- EXERCISE DETAILS
Among the lines below, tally those that hold "IntoResponse". Return the number and nothing more.

- DATA SUPPLIED
use async_graphql::http::GraphiQLSource;
use async_graphql_axum::{GraphQLRequest, GraphQLResponse};
use axum::{
    extract::State,
    http::HeaderMap,
    response::{Html, IntoResponse},
    routing::get,
    Json, Router,
};
use rootsignal_core::ServerDeps;
use rootsignal_domains::listings::{ListingDetail, ListingStats};
use sqlx::PgPool;
use std::sync::Arc;
use tower_http::cors::{Any, CorsLayer};

use crate::graphql::auth;
use crate::graphql::context;
use crate::graphql::{self, AppSchema};

pub fn build_router(deps: Arc<ServerDeps>) -> Router {
    let pool = deps.pool().clone();
    let allowed_origins = deps.file_config.server.allowed_origins.clone();

    // Build JWT service for cookie extraction in request handler
    let jwt_service = deps
        .config
        .jwt_secret
        .as_ref()
        .map(|secret| auth::jwt::JwtService::new(secret, "rootsignal".to_string()));

    let supported_locales = deps.file_config.identity.locales.clone();
    let schema = graphql::build_schema(deps);

    let cors = if allowed_origins.is_empty() {
        CorsLayer::new()
            .allow_origin(Any)
            .allow_methods(Any)
            .allow_headers(Any)
    } else {
        let origins: Vec<_> = allowed_origins
            .iter()
            .filter_map(|o| o.parse().ok())
            .collect();
        CorsLayer::new()
            .allow_origin(origins)
            .allow_methods(Any)
            .allow_headers(Any)
    };

    Router::new()
        .route("/", get(assessment_page))
        .route("/graphql", get(graphiql_handler).post(graphql_handler))
        .route("/health", get(health))
        .layer(cors)
        .with_state(AppState {
            pool,
            schema,
            jwt_service,
            supported_locales,
        })
}

#[derive(Clone)]
pub struct AppState {
    pool: PgPool,
    schema: AppSchema,
    jwt_service: Option<auth::jwt::JwtService>,
    supported_locales: Vec<String>,
}

async fn graphql_handler(
    State(state): State<AppState>,
    headers: HeaderMap,
    req: GraphQLRequest,
) -> GraphQLResponse {
    let locale = context::extract_locale(&headers, None, &state.supported_locales);

    // Extract auth claims from cookie if JWT is configured
    let claims: Option<auth::jwt::Claims> = state.jwt_service.as_ref().and_then(|jwt| {
        let cookie = headers.get("cookie").and_then(|v| v.to_str().ok());
        auth::middleware::extract_claims(jwt, cookie)
    });

    let request = req.into_inner().data(locale).data(claims);
    let span = tracing::info_span!("graphql_request");
    let _enter = span.enter();
    let response = state.schema.execute(request).await;
    if !response.errors.is_empty() {
        tracing::warn!(errors = ?response.errors, "GraphQL errors");
    }
    response.into()
}

async fn graphiql_handler() -> impl IntoResponse {
    Html(GraphiQLSource::build().endpoint("/graphql").finish())
}

async fn health() -> &'static str {
    "ok"
}

async fn assessment_page(State(state): State<AppState>) -> Html<String> {
    let stats = ListingStats::compute(&state.pool)
        .await
        .unwrap_or_else(|_| ListingStats {
            total_listings: 0,
            active_listings: 0,
            total_sources: 0,
            total_snapshots: 0,
            total_extractions: 0,
            total_entities: 0,
            listings_by_type: vec![],
            listings_by_role: vec![],
            listings_by_category: vec![],
            listings_by_domain: vec![],
            listings_by_urgency: vec![],
            listings_by_confidence: vec![],
            listings_by_capacity: vec![],
            recent_7d: 0,
        });

    let listings = ListingDetail::find_active(30, 0, &state.pool)
        .await
        .unwrap_or_default();

    let type_rows: String = stats
        .listings_by_type
        .iter()
        .map(|t| format!("<tr><td>{}</td><td>{}</td></tr>", t.value, t.count))
        .collect::<Vec<_>>()
        .join("\n");

    let role_rows: String = stats
        .listings_by_role
        .iter()
        .map(|t| format!("<tr><td>{}</td><td>{}</td></tr>", t.value, t.count))
        .collect::<Vec<_>>()
        .join("\n");

    let category_rows: String = stats
        .listings_by_category
        .iter()
        .map(|t| format!("<tr><td>{}</td><td>{}</td></tr>", t.value, t.count))
        .collect::<Vec<_>>()
        .join("\n");

    let domain_rows: String = stats
        .listings_by_domain
        .iter()
        .map(|t| format!("<tr><td>{}</td><td>{}</td></tr>", t.value, t.count))
        .collect::<Vec<_>>()
        .join("\n");

    let urgency_rows: String = stats
        .listings_by_urgency
        .iter()
        .map(|t| format!("<tr><td>{}</td><td>{}</td></tr>", t.value, t.count))
        .collect::<Vec<_>>()
        .join("\n");

    let confidence_rows: String = stats
        .listings_by_confidence
        .iter()
        .map(|t| format!("<tr><td>{}</td><td>{}</td></tr>", t.value, t.count))
        .collect::<Vec<_>>()
        .join("\n");

    let capacity_rows: String = stats
        .listings_by_capacity
        .iter()
        .map(|t| format!("<tr><td>{}</td><td>{}</td></tr>", t.value, t.count))
        .collect::<Vec<_>>()
        .join("\n");

    let listing_rows: String = listings
        .iter()
        .map(|l| {
            let timing = l.schedule_description.as_deref().unwrap_or("-").to_string();
            let source = l
                .source_url
                .as_deref()
                .map(|u| format!("<a href=\"{}\" target=\"_blank\">link</a>", u))
                .unwrap_or_else(|| "-".to_string());
            format!(
                "<tr><td>{}</td><td>{}</td><td>{}</td><td>{}</td><td>{}</td><td>{}</td></tr>",
                l.title,
                l.entity_name.as_deref().unwrap_or("-"),
                l.entity_type.as_deref().unwrap_or("-"),
                l.location_text.as_deref().unwrap_or("-"),
                timing,
                source,
            )
        })
        .collect::<Vec<_>>()
        .join("\n");

    let html = format!(
        r#"<!DOCTYPE html>
<html>
<head>
    <title>Root Signal - Signal Assessment</title>
    <style>
        body {{ font-family: system-ui, -apple-system, sans-serif; max-width: 1200px; margin: 0 auto; padding: 20px; background: #f5f5f5; }}
        h1 {{ color: #2d5016; }}
        h2 {{ color: #444; margin-top: 30px; }}
        .stats {{ display: grid; grid-template-columns: repeat(auto-fit, minmax(200px, 1fr)); gap: 16px; margin: 20px 0; }}
        .stat {{ background: white; padding: 20px; border-radius: 8px; box-shadow: 0 1px 3px rgba(0,0,0,0.1); }}
        .stat .value {{ font-size: 2em; font-weight: bold; color: #2d5016; }}
        .stat .label {{ color: #666; font-size: 0.9em; }}
        table {{ width: 100%; border-collapse: collapse; background: white; border-radius: 8px; overflow: hidden; box-shadow: 0 1px 3px rgba(0,0,0,0.1); }}
        th, td {{ padding: 10px 14px; text-align: left; border-bottom: 1px solid #eee; }}
        th {{ background: #2d5016; color: white; }}
        tr:hover {{ background: #f9f9f9; }}
        .gate {{ padding: 8px 16px; border-radius: 4px; margin: 4px 0; }}
        .gate.pass {{ background: #d4edda; color: #155724; }}
        .gate.fail {{ background: #f8d7da; color: #721c24; }}
    </style>
</head>
<body>
    <h1>Root Signal Assessment</h1>
    <p>Milestone 1: Signal Proof</p>

    <div class="stats">
        <div class="stat"><div class="value">{active}</div><div class="label">Active Listings</div></div>
        <div class="stat"><div class="value">{sources}</div><div class="label">Sources</div></div>
        <div class="stat"><div class="value">{snapshots}</div><div class="label">Page Snapshots</div></div>
        <div class="stat"><div class="value">{extractions}</div><div class="label">Extractions</div></div>
        <div class="stat"><div class="value">{entities}</div><div class="label">Entities</div></div>
        <div class="stat"><div class="value">{recent_7d}</div><div class="label">Fresh (7 days)</div></div>
    </div>

    <h2>Milestone Gates</h2>
    <div class="{gate_vol}">Volume: {active} active listings (target: 100+)</div>
    <div class="{gate_fresh}">Freshness: {recent_7d} listings with timing in last 7 days</div>
    <div class="{gate_types}">Type diversity: {type_count} listing types (target: 3+)</div>
    <div class="{gate_roles}">Role diversity: {role_count} audience roles (target: 3+)</div>

    <h2>By Listing Type</h2>
    <table><tr><th>Type</th><th>Count</th></tr>{type_rows}</table>

    <h2>By Audience Role</h2>
    <table><tr><th>Role</th><th>Count</th></tr>{role_rows}</table>

    <h2>By Category</h2>
    <table><tr><th>Category</th><th>Count</th></tr>{category_rows}</table>

    <h2>By Signal Domain</h2>
    <table><tr><th>Domain</th><th>Count</th></tr>{domain_rows}</table>

    <h2>By Urgency</h2>
    <table><tr><th>Urgency</th><th>Count</th></tr>{urgency_rows}</table>

    <h2>By Confidence</h2>
    <table><tr><th>Confidence</th><th>Count</th></tr>{confidence_rows}</table>

    <h2>By Capacity Status</h2>
    <table><tr><th>Status</th><th>Count</th></tr>{capacity_rows}</table>

    <h2>Sample Listings (30 random)</h2>
    <table>
        <tr><th>Title</th><th>Entity</th><th>Type</th><th>Location</th><th>Timing</th><th>Source</th></tr>
        {listing_rows}
    </table>
</body>
</html>"#,
        active = stats.active_listings,
        sources = stats.total_sources,
        snapshots = stats.total_snapshots,
        extractions = stats.total_extractions,
        entities = stats.total_entities,
        recent_7d = stats.recent_7d,
        gate_vol = if stats.active_listings >= 100 {
            "gate pass"
        } else {
            "gate fail"
        },
        gate_fresh = if stats.recent_7d > 0 {
            "gate pass"
        } else {
            "gate fail"
        },
        type_count = stats.listings_by_type.len(),
        gate_types = if stats.listings_by_type.len() >= 3 {
            "gate pass"
        } else {
            "gate fail"
        },
        role_count = stats.listings_by_role.len(),
        gate_roles = if stats.listings_by_role.len() >= 3 {
            "gate pass"
        } else {
            "gate fail"
        },
        type_rows = type_rows,
        role_rows = role_rows,
        category_rows = category_rows,
        domain_rows = domain_rows,
        urgency_rows = urgency_rows,
        confidence_rows = confidence_rows,
        capacity_rows = capacity_rows,
        listing_rows = listing_rows,
    );

    Html(html)
}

- YOUR SOLUTION
2